The trail empties into a hilltop clearing. Smaller trees line the worn path. The trees here are well cared for, mulch around their bases. In the mulch, freshly planted annuals and plaques bearing the names of loved ones lost. We keep our gaze down. Hundreds of anthills wait in the ragged grass. My son stoops. I sit nearby. The ants are small, barely larger than a match head. They march and search, blind, driven by instinct and scent. I think of what lays beneath, the connecting tunnels, the hidden colonies.
My son holds a twig near a mound’s opening. My back nags until I reposition myself. The gift of the physical is waning. Despite my attempts to stem the tide, my body will continue its slow fade. Someday I’ll be forced to have a serious talk with my doctor. Someday I will look upon my microwave and be powerless to halt the terrifying free fall I alone will feel.

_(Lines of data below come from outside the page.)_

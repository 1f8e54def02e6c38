//! Response envelope

use serde::Serialize;

#[derive(Debug, Serialize)]
pub struct ApiResponse<T> {
    pub success: bool,
    pub data: Option<T>,
    pub message: Option<String>,
}

impl<T> ApiResponse<T> {
    pub fn success(data: T) -> Self {
        Self {
            success: true,
            data: Some(data),
            message: None,
        }
    }
}
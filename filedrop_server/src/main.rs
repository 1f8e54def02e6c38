//! Main entry point for the file drop server binary

use anyhow::Result;
use filedrop_core::{create_app_with_config, run_server, AppConfig, AppState};
use std::net::SocketAddr;
use tracing::info;
use tracing_subscriber::{fmt, prelude::*, EnvFilter};

#[tokio::main]
async fn main() -> Result<()> {
    init_tracing();

    let config = AppConfig::load()
        .map_err(|e| anyhow::anyhow!("Failed to load configuration: {}", e))?;

    info!("Configuration loaded successfully");
    info!("Server will bind to: {}", config.bind_address());
    info!(
        "Storage: backend={} bucket={}",
        config.storage.backend.as_str(),
        config.storage.bucket
    );
    info!("Max upload size: {} MB", config.storage.max_file_size_mb);

    let addr: SocketAddr = config.bind_address().parse()
        .map_err(|e| anyhow::anyhow!("Invalid bind address: {}", e))?;

    let state = AppState::from_config(&config).await
        .map_err(|e| anyhow::anyhow!("Failed to initialize storage: {}", e))?;

    info!("App: {} v{}", state.app_name, state.version);
    info!("Serving static assets from: {}", config.server.static_dir.display());

    let app = create_app_with_config(state, &config);

    run_server(app, addr).await?;

    info!("Server shutdown complete");
    Ok(())
}

fn init_tracing() {
    let env_filter = EnvFilter::try_from_default_env()
        .unwrap_or_else(|_| {
            let default_level = if cfg!(debug_assertions) {
                "debug"
            } else {
                "info"
            };

            format!(
                "{}={},filedrop_core={},tower_http=debug,axum=debug",
                env!("CARGO_CRATE_NAME").replace('-', "_"),
                default_level,
                default_level
            ).into()
        });

    let fmt_layer = fmt::layer()
        .with_target(true)
        .with_thread_ids(true)
        .with_thread_names(true)
        .with_file(true)
        .with_line_number(true);

    let is_json = std::env::var("LOG_FORMAT")
        .map(|v| v.to_lowercase() == "json")
        .unwrap_or(false);

    if is_json {
        tracing_subscriber::registry()
            .with(env_filter)
            .with(fmt_layer.json())
            .init();
    } else {
        tracing_subscriber::registry()
            .with(env_filter)
            .with(fmt_layer.pretty())
            .init();
    }
}
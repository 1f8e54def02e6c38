//! Core library for the file drop server: object storage, upload
//! notifications over WebSockets, and the HTTP routes tying them together.

pub mod config;
pub mod error;
pub mod handlers;
pub mod middleware;
pub mod models;
pub mod services;
pub mod storage;
pub mod websocket;

pub use config::AppConfig;
pub use error::{AppError, Result};
pub use handlers::routes::create_routes;
pub use services::{FileTransferService, UploadReceipt};
pub use storage::{create_gateway, ObjectStore, StorageError, StorageGateway};
pub use websocket::{websocket_handler, NotificationEvent, NotificationHub};

use axum::{extract::DefaultBodyLimit, Router};
use std::net::SocketAddr;
use tokio::signal;
use tower_http::services::ServeDir;
use tracing::info;

/// Headroom for multipart boundaries and part headers on top of the file bound.
const MULTIPART_OVERHEAD_BYTES: usize = 64 * 1024;

#[derive(Clone)]
pub struct AppState {
    pub app_name: String,
    pub version: String,
    pub transfer_service: FileTransferService,
    pub notification_hub: NotificationHub,
}

impl AppState {
    pub fn new(gateway: StorageGateway, notification_hub: NotificationHub, max_upload_bytes: usize) -> Self {
        let transfer_service =
            FileTransferService::new(gateway, notification_hub.clone(), max_upload_bytes);

        Self {
            app_name: "File Drop Server".to_string(),
            version: env!("CARGO_PKG_VERSION").to_string(),
            transfer_service,
            notification_hub,
        }
    }

    pub async fn from_config(config: &AppConfig) -> Result<Self> {
        let gateway = create_gateway(&config.storage).await?;
        let hub = NotificationHub::new(&config.websocket);
        Ok(Self::new(gateway, hub, config.storage.max_file_size_bytes()))
    }
}

pub fn create_app(state: AppState) -> Router {
    create_app_with_config(state, &AppConfig::default())
}

pub fn create_app_with_config(state: AppState, config: &AppConfig) -> Router {
    let body_limit = state
        .transfer_service
        .max_upload_bytes()
        .saturating_add(MULTIPART_OVERHEAD_BYTES);

    Router::new()
        .merge(create_routes())
        .fallback_service(ServeDir::new(&config.server.static_dir))
        .layer(DefaultBodyLimit::max(body_limit))
        .layer(middleware::cors::cors_layer_from_config(&config.cors))
        .layer(middleware::logging::logging_layer())
        .with_state(state)
}

pub async fn run_server(app: Router, addr: SocketAddr) -> Result<()> {
    info!("Starting server on {}", addr);

    let listener = tokio::net::TcpListener::bind(addr).await?;

    axum::serve(listener, app)
        .with_graceful_shutdown(shutdown_signal())
        .await?;

    Ok(())
}

async fn shutdown_signal() {
    let ctrl_c = async {
        signal::ctrl_c()
            .await
            .expect("failed to install Ctrl+C handler");
    };

    #[cfg(unix)]
    let terminate = async {
        signal::unix::signal(signal::unix::SignalKind::terminate())
            .expect("failed to install signal handler")
            .recv()
            .await;
    };

    #[cfg(not(unix))]
    let terminate = std::future::pending::<()>();

    tokio::select! {
        _ = ctrl_c => {
            info!("Received Ctrl+C, starting graceful shutdown");
        },
        _ = terminate => {
            info!("Received SIGTERM, starting graceful shutdown");
        },
    }
}
use std::collections::HashMap;
use std::path::PathBuf;
use std::sync::Arc;

use async_trait::async_trait;
use bytes::Bytes;
use object_store::gcp::{GoogleCloudStorage, GoogleCloudStorageBuilder};
use object_store::path::Path;
use object_store::Error as ObjectStoreError;
use object_store::{ObjectStore as _, ObjectStoreExt as _, PutPayload};
use parking_lot::Mutex;

use super::traits::{ObjectStore, StorageError, StorageResult};

/// Google Cloud Storage backend built on the `object_store` crate.
///
/// Credentials come from `credentials_path` when given, otherwise from the
/// standard `GOOGLE_*` environment variables. One client is built lazily per
/// bucket and reused.
pub struct GcsObjectStore {
    credentials_path: Option<PathBuf>,
    clients: Mutex<HashMap<String, Arc<GoogleCloudStorage>>>,
}

impl GcsObjectStore {
    pub fn new(credentials_path: Option<PathBuf>) -> Self {
        Self {
            credentials_path,
            clients: Mutex::new(HashMap::new()),
        }
    }

    fn client(&self, bucket: &str) -> StorageResult<Arc<GoogleCloudStorage>> {
        let mut clients = self.clients.lock();
        if let Some(client) = clients.get(bucket) {
            return Ok(client.clone());
        }

        let mut builder = GoogleCloudStorageBuilder::from_env().with_bucket_name(bucket);
        if let Some(path) = &self.credentials_path {
            builder = builder.with_service_account_path(path.to_string_lossy());
        }

        let client = Arc::new(builder.build().map_err(|e| {
            StorageError::Unavailable(format!("Failed to configure GCS client: {}", e))
        })?);
        clients.insert(bucket.to_string(), client.clone());
        Ok(client)
    }
}

/// Object key for an uploaded name. The key's raw text is the name itself, so
/// listing hands back exactly what was uploaded.
fn object_key(name: &str) -> StorageResult<Path> {
    Path::parse(name).map_err(|e| StorageError::InvalidName(e.to_string()))
}

/// Name of a top-level object, or `None` for keys nested under a prefix.
fn listed_name(location: &Path) -> Option<String> {
    match location.parts().count() {
        1 => Some(location.as_ref().to_string()),
        _ => None,
    }
}

fn map_error(name: &str, err: ObjectStoreError) -> StorageError {
    match err {
        ObjectStoreError::NotFound { .. } => StorageError::NotFound(name.to_string()),
        other => StorageError::Unavailable(other.to_string()),
    }
}

#[async_trait]
impl ObjectStore for GcsObjectStore {
    async fn put(&self, bucket: &str, name: &str, data: Bytes) -> StorageResult<()> {
        let location = object_key(name)?;
        let client = self.client(bucket)?;
        let size = data.len();
        let start = std::time::Instant::now();

        client
            .put(&location, PutPayload::from(data))
            .await
            .map_err(|e| {
                tracing::error!(
                    error = %e,
                    bucket = %bucket,
                    name = %name,
                    size_bytes = size,
                    "GCS upload failed"
                );
                map_error(name, e)
            })?;

        tracing::debug!(
            bucket = %bucket,
            name = %name,
            size_bytes = size,
            duration_ms = start.elapsed().as_secs_f64() * 1000.0,
            "GCS upload successful"
        );

        Ok(())
    }

    async fn get(&self, bucket: &str, name: &str) -> StorageResult<Bytes> {
        let location = object_key(name)?;
        let client = self.client(bucket)?;

        let result = client.get(&location).await.map_err(|e| map_error(name, e))?;
        result.bytes().await.map_err(|e| map_error(name, e))
    }

    async fn list(&self, bucket: &str) -> StorageResult<Vec<String>> {
        let client = self.client(bucket)?;

        // Non-recursive: objects under `dir/` prefixes are not servable names.
        let listing = client
            .list_with_delimiter(None)
            .await
            .map_err(|e| StorageError::Unavailable(e.to_string()))?;

        Ok(listing
            .objects
            .iter()
            .filter_map(|meta| listed_name(&meta.location))
            .collect())
    }

    fn backend_name(&self) -> &'static str {
        "gcs"
    }
}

My son lifts the twig. His smile blurs as my eyes adjust. An ant clings to the twig. Here waits still another snapshot, a vision brimming with wonder. Here waits a richness beyond the physical. I have twenty, maybe thirty years, and what more could I ask for than to see with eyes that have survived long enough to appreciate this landscape of fragility and strength, this world where even the melancholy carries a hint of beauty. Here is an offering that tempers the sting of the body’s decline.
“Open your hand,” my boy says.
He rests the twig upon my palm. We draw near. Together, we wait for the ant to cross from his world to ours.